Over the last ten years, environmentalists have levied serious critiques of environmental nonprofits—specifically that environmental groups are struggling to make an impact. Critiques include accusations of dubious behavior on the part of environmental groups in developing countries, charges that the environmental elite are more interested in maintaining an affluent lifestyle than achieving organizational goals, and allegations that environmental nonprofits lack the strategies necessary to meet their purposes. This dissertation looks at the Greater Yellowstone Ecosystem as a case study to answer the question: How can environmental nonprofits do better?

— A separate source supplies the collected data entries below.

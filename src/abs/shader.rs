//! OpenGL Shaders
//!
//! This module defines the [`Shader`] and [`ShaderProgram`] structs for managing OpenGL shaders.
//! Uniform locations are resolved once when a program is linked and kept in a
//! [`UniformCache`]; the [`Uniform`] trait uploads a value to a cached location.

use std::{fmt, path::Path, sync::Arc};

use fxhash::FxHashMap;
use glam::Mat4;
use glow::HasContext;

use crate::error::{Error, Result};

/// The pipeline stage a [`Shader`] is compiled for.
#[derive(Debug, Clone, Copy, PartialEq, Eq, Hash)]
pub enum ShaderType {
    Vertex,
    Fragment,
}

impl ShaderType {
    fn gl_enum(self) -> u32 {
        match self {
            ShaderType::Vertex => glow::VERTEX_SHADER,
            ShaderType::Fragment => glow::FRAGMENT_SHADER,
        }
    }
}

impl fmt::Display for ShaderType {
    fn fmt(&self, f: &mut fmt::Formatter<'_>) -> fmt::Result {
        match self {
            ShaderType::Vertex => write!(f, "vertex"),
            ShaderType::Fragment => write!(f, "fragment"),
        }
    }
}

/// Represents an individual OpenGL shader.
pub struct Shader {
    gl: Arc<glow::Context>,
    id: glow::Shader,
    declared_uniforms: Vec<String>,
}

impl Shader {
    /// Compiles a new shader from the given source code.
    pub fn new(gl: &Arc<glow::Context>, shader_type: ShaderType, source: &str) -> Result<Self> {
        unsafe {
            let shader = gl.create_shader(shader_type.gl_enum()).map_err(Error::Gl)?;
            gl.shader_source(shader, source);
            gl.compile_shader(shader);

            if !gl.get_shader_compile_status(shader) {
                let log = gl.get_shader_info_log(shader);
                gl.delete_shader(shader);
                log::error!("{shader_type} shader failed to compile:\n{log}");
                return Err(Error::Compile {
                    stage: shader_type,
                    log,
                });
            }

            Ok(Self {
                gl: Arc::clone(gl),
                id: shader,
                declared_uniforms: declared_uniforms(source),
            })
        }
    }

    /// Reads the source file at `path` and compiles it.
    pub fn from_path(
        gl: &Arc<glow::Context>,
        shader_type: ShaderType,
        path: impl AsRef<Path>,
    ) -> Result<Self> {
        let path = path.as_ref();
        let source = std::fs::read_to_string(path).map_err(|source| Error::Io {
            path: path.to_path_buf(),
            source,
        })?;
        log::debug!("compiling {shader_type} shader {}", path.display());
        Self::new(gl, shader_type, &source)
    }
}

impl Drop for Shader {
    fn drop(&mut self) {
        unsafe {
            self.gl.delete_shader(self.id);
        }
    }
}

/// Scans GLSL source for the names of the `uniform` variables it declares.
///
/// Uniform blocks are skipped, array suffixes are stripped and comma-separated
/// declarations yield one name each.
pub fn declared_uniforms(source: &str) -> Vec<String> {
    let mut stripped = String::with_capacity(source.len());
    let mut rest = source;
    while let Some(start) = rest.find("/*") {
        stripped.push_str(&rest[..start]);
        rest = match rest[start + 2..].find("*/") {
            Some(end) => &rest[start + 2 + end + 2..],
            None => "",
        };
    }
    stripped.push_str(rest);

    let code: String = stripped
        .lines()
        .map(|line| line.split("//").next().unwrap_or(""))
        .filter(|line| !line.trim_start().starts_with('#'))
        .collect::<Vec<_>>()
        .join("\n");

    let mut names = Vec::new();
    for statement in code.split(';') {
        // Anything before the last brace belongs to a function body or a block.
        let statement = statement.rsplit(['{', '}']).next().unwrap_or("").trim();
        let statement = match statement.strip_prefix("layout") {
            Some(qualified) => match qualified.find(')') {
                Some(end) => qualified[end + 1..].trim_start(),
                None => continue,
            },
            None => statement,
        };
        let Some(declaration) = statement.strip_prefix("uniform") else {
            continue;
        };
        if !declaration.starts_with(char::is_whitespace) {
            continue;
        }

        for (i, declarator) in declaration.split(',').enumerate() {
            let declarator = declarator.split('=').next().unwrap_or("").trim();
            // Only the first declarator carries the type.
            let name = if i == 0 {
                declarator.split_whitespace().last()
            } else {
                declarator.split_whitespace().next()
            };
            if let Some(name) = name {
                let name = name.split('[').next().unwrap_or(name);
                if !name.is_empty() {
                    names.push(name.to_string());
                }
            }
        }
    }
    names
}

/// Maps uniform names to their locations in a linked program.
///
/// Built once after linking and never modified afterwards. Array uniforms that
/// the driver reports as `name[0]` can also be looked up as `name`.
#[derive(Debug, Clone)]
pub struct UniformCache<L> {
    locations: FxHashMap<String, L>,
}

impl<L: Clone> UniformCache<L> {
    /// Builds the cache from `(name, location)` pairs.
    pub fn from_locations(locations: impl IntoIterator<Item = (String, L)>) -> Self {
        let mut map = FxHashMap::default();
        for (name, location) in locations {
            if let Some(base) = name.strip_suffix("[0]") {
                map.insert(base.to_string(), location.clone());
            }
            map.insert(name, location);
        }
        Self { locations: map }
    }

    /// Returns the cached location of `name`.
    pub fn get(&self, name: &str) -> Result<&L> {
        self.locations
            .get(name)
            .ok_or_else(|| Error::UnknownUniform(name.to_string()))
    }

    /// Returns whether `name` has a cached location.
    pub fn contains(&self, name: &str) -> bool {
        self.locations.contains_key(name)
    }

    /// Returns the number of cached names, array base names included.
    pub fn len(&self) -> usize {
        self.locations.len()
    }

    /// Returns whether no uniform locations were cached.
    pub fn is_empty(&self) -> bool {
        self.locations.is_empty()
    }
}

/// Represents a uniform variable in a shader program.
pub trait Uniform {
    /// Uploads the value to the given location of the currently bound program.
    fn set_uniform(&self, gl: &glow::Context, location: &glow::UniformLocation);
}

impl Uniform for i32 {
    fn set_uniform(&self, gl: &glow::Context, location: &glow::UniformLocation) {
        unsafe { gl.uniform_1_i32(Some(location), *self) }
    }
}

impl Uniform for Mat4 {
    fn set_uniform(&self, gl: &glow::Context, location: &glow::UniformLocation) {
        unsafe { gl.uniform_matrix_4_f32_slice(Some(location), false, &self.to_cols_array()) }
    }
}

/// Represents an OpenGL shader program composed of multiple shaders.
pub struct ShaderProgram {
    gl: Arc<glow::Context>,
    id: glow::Program,
    uniforms: UniformCache<glow::UniformLocation>,
    disposed: bool,
}

impl ShaderProgram {
    /// Links a new shader program from the given shaders and caches its uniform locations.
    pub fn new(gl: &Arc<glow::Context>, shaders: &[&Shader]) -> Result<Self> {
        unsafe {
            let program = gl.create_program().map_err(Error::Gl)?;

            for shader in shaders {
                gl.attach_shader(program, shader.id);
            }

            gl.link_program(program);

            if !gl.get_program_link_status(program) {
                let log = gl.get_program_info_log(program);
                gl.delete_program(program);
                log::error!("shader program failed to link:\n{log}");
                return Err(Error::Link(log));
            }

            for shader in shaders {
                gl.detach_shader(program, shader.id);
            }

            let count = gl.get_active_uniforms(program);
            let mut locations = Vec::with_capacity(count as usize);
            for index in 0..count {
                let Some(active) = gl.get_active_uniform(program, index) else {
                    continue;
                };
                match gl.get_uniform_location(program, &active.name) {
                    Some(location) => locations.push((active.name, location)),
                    // Members of uniform blocks have no location of their own.
                    None => log::debug!("active uniform `{}` has no location", active.name),
                }
            }
            let uniforms = UniformCache::from_locations(locations);
            if uniforms.is_empty() {
                log::warn!("shader program has no active uniforms");
            }

            for name in shaders.iter().flat_map(|s| s.declared_uniforms.iter()) {
                if !uniforms.contains(name) {
                    log::warn!("uniform `{name}` is declared but not active after linking");
                }
            }
            log::debug!("linked shader program with {} active uniforms", count);

            Ok(Self {
                gl: Arc::clone(gl),
                id: program,
                uniforms,
                disposed: false,
            })
        }
    }

    /// Compiles the vertex and fragment shader at the given paths and links them.
    pub fn from_paths(
        gl: &Arc<glow::Context>,
        vertex_path: impl AsRef<Path>,
        fragment_path: impl AsRef<Path>,
    ) -> Result<Self> {
        let vert = Shader::from_path(gl, ShaderType::Vertex, vertex_path)?;
        let frag = Shader::from_path(gl, ShaderType::Fragment, fragment_path)?;
        Self::new(gl, &[&vert, &frag])
    }

    /// Binds the shader program for use.
    pub fn use_program(&self) {
        unsafe {
            self.gl.use_program(Some(self.id));
        }
    }

    /// Sets a uniform variable through the location cache.
    ///
    /// The program is bound before the upload.
    pub fn set_uniform<T: Uniform>(&self, name: &str, value: T) -> Result<()> {
        let location = self.uniforms.get(name)?;
        self.use_program();
        value.set_uniform(&self.gl, location);
        Ok(())
    }

    pub fn set_int(&self, name: &str, value: i32) -> Result<()> {
        self.set_uniform(name, value)
    }

    pub fn set_matrix4(&self, name: &str, value: Mat4) -> Result<()> {
        self.set_uniform(name, value)
    }

    /// Returns the input slot of the named vertex attribute.
    pub fn attrib_location(&self, name: &str) -> Result<u32> {
        unsafe { self.gl.get_attrib_location(self.id, name) }
            .ok_or_else(|| Error::UnknownAttribute(name.to_string()))
    }

    pub fn uniforms(&self) -> &UniformCache<glow::UniformLocation> {
        &self.uniforms
    }

    /// Releases the GPU program. Calling it again does nothing.
    pub fn dispose(&mut self) {
        if !self.disposed {
            unsafe {
                self.gl.delete_program(self.id);
            }
            self.disposed = true;
        }
    }
}

impl Drop for ShaderProgram {
    fn drop(&mut self) {
        self.dispose();
    }
}

#[cfg(test)]
mod tests {
    use super::*;

    #[test]
    fn test_declared_uniforms_in_shipped_shaders() {
        let vert = declared_uniforms(include_str!("../../shaders/shader.vert"));
        assert_eq!(vert, vec!["model", "view", "projection"]);

        let frag = declared_uniforms(include_str!("../../shaders/shader.frag"));
        assert_eq!(frag, vec!["texture0", "texture1"]);
    }

    #[test]
    fn test_declared_uniforms_declarator_forms() {
        let source = r#"
            #version 330 core
            // uniform float commented;
            /* uniform float blocked; */
            layout(location = 2) uniform mat4 transform;
            uniform highp vec3 lights[4];
            uniform float near, far = 100.0;
            uniform Matrices {
                mat4 inner;
            };
            in vec3 uniformity;
            void main() { gl_Position = vec4(0.0); }
            uniform int after_body;
        "#;
        assert_eq!(
            declared_uniforms(source),
            vec!["transform", "lights", "near", "far", "after_body"]
        );
    }

    #[test]
    fn test_uniform_cache_lookup() {
        let cache = UniformCache::from_locations(vec![
            ("model".to_string(), 0),
            ("view".to_string(), 1),
            ("lights[0]".to_string(), 4),
        ]);

        assert_eq!(*cache.get("model").unwrap(), 0);
        assert_eq!(*cache.get("view").unwrap(), 1);
        assert_eq!(*cache.get("lights").unwrap(), 4);
        assert_eq!(*cache.get("lights[0]").unwrap(), 4);
        assert_eq!(cache.len(), 4);
    }

    #[test]
    fn test_uniform_cache_unknown_name() {
        let cache = UniformCache::from_locations(vec![("model".to_string(), 0)]);
        match cache.get("projection") {
            Err(Error::UnknownUniform(name)) => assert_eq!(name, "projection"),
            other => panic!("expected UnknownUniform, got {other:?}"),
        }
    }

    #[test]
    fn test_every_declared_uniform_is_cached() {
        let mut declared = declared_uniforms(include_str!("../../shaders/shader.vert"));
        declared.extend(declared_uniforms(include_str!("../../shaders/shader.frag")));

        let cache = UniformCache::from_locations(
            declared.iter().cloned().enumerate().map(|(i, name)| (name, i as i32)),
        );
        for name in &declared {
            assert!(cache.get(name).is_ok(), "{name} should be cached");
        }
    }
}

The Greater Yellowstone environmental nonprofit community consists of 183 conservation nonprofits that command a combined annual budget of $150 million, have 500 employees, and are overseen by 700 board members. Despite these tremendous resources, the status quo performance of Greater Yellowstone’s environmental nonprofits falls short in many ways. These organizations have the potential to drastically improve the realization of conservation outcomes. To understand why performance is lacking, this analysis first looks to experienced conservation practitioners. The resulting four explanatory factors are called ‘the holy trinity (plus one) of environmental nonprofit failure.’ While useful in explaining some failures to achieve conservation goals, conventional wisdom is insufficient to leverage greater performance alone. Six alternative explanations are presented by analyzing the role of nonprofits in bison, elk, grizzly bear, pronghorn migration, snowmobile, and wolf management. The central finding is that environmental nonprofits artificially and unnecessarily restrict the scope of choices available to them. By doing so, these nonprofits miss important opportunities and are less likely to achieve their current and future goals.